#### [TASK INPUTS]
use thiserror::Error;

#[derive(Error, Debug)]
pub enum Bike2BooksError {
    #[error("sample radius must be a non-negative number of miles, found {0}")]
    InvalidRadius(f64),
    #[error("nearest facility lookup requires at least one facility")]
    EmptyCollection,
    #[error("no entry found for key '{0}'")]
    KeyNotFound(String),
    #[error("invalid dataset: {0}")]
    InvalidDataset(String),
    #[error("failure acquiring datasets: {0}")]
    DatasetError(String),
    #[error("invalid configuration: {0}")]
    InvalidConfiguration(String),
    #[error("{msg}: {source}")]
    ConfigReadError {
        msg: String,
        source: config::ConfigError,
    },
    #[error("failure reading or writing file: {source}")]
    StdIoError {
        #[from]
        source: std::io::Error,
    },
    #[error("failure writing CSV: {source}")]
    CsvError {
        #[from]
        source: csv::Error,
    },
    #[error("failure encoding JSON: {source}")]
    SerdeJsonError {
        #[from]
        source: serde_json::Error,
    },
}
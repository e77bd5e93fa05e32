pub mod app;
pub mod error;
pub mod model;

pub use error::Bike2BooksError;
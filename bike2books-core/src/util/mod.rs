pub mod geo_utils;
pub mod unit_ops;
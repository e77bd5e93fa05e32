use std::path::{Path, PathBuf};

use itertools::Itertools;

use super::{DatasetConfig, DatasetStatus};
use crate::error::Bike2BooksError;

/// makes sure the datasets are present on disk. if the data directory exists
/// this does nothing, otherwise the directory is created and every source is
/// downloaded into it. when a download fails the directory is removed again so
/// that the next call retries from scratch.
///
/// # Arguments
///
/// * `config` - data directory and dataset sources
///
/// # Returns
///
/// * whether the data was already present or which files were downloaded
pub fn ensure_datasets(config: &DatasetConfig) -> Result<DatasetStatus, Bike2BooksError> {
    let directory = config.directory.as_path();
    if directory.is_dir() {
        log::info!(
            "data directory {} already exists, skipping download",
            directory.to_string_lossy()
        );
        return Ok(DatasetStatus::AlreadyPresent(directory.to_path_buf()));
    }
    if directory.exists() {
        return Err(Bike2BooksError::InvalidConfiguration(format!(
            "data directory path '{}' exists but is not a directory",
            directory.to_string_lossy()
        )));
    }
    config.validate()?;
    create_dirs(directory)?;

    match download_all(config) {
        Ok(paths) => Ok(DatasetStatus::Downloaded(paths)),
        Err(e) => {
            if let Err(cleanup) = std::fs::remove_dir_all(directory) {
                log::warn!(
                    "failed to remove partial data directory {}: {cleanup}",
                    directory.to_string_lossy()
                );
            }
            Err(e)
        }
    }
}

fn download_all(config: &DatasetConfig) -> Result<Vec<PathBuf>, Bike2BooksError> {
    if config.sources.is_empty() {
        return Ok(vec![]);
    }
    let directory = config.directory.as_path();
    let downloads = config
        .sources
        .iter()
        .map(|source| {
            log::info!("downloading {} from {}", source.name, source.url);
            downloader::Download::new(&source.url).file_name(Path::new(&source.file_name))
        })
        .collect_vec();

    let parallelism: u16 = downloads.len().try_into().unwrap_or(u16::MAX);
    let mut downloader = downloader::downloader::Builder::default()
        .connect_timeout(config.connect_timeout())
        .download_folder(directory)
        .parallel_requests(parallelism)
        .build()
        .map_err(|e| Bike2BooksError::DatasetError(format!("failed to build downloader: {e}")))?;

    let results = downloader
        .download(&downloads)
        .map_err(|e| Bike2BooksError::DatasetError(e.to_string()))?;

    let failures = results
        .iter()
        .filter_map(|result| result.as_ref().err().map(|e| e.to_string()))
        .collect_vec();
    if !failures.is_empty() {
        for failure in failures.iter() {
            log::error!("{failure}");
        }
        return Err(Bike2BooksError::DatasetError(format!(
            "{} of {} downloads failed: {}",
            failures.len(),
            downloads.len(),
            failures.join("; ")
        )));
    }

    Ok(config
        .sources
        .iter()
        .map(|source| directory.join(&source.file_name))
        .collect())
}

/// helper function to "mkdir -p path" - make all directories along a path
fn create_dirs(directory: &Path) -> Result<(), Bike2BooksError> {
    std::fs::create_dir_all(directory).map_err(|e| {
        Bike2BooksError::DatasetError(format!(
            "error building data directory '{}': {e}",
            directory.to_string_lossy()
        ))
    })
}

#### [YOUR INSTRUCTIONS]
Show all lines in the preceding material that have "failures" in them.

#### [EXERCISE RESULT]
    let failures = results
    if !failures.is_empty() {
        for failure in failures.iter() {
            failures.len(),
            failures.join("; ")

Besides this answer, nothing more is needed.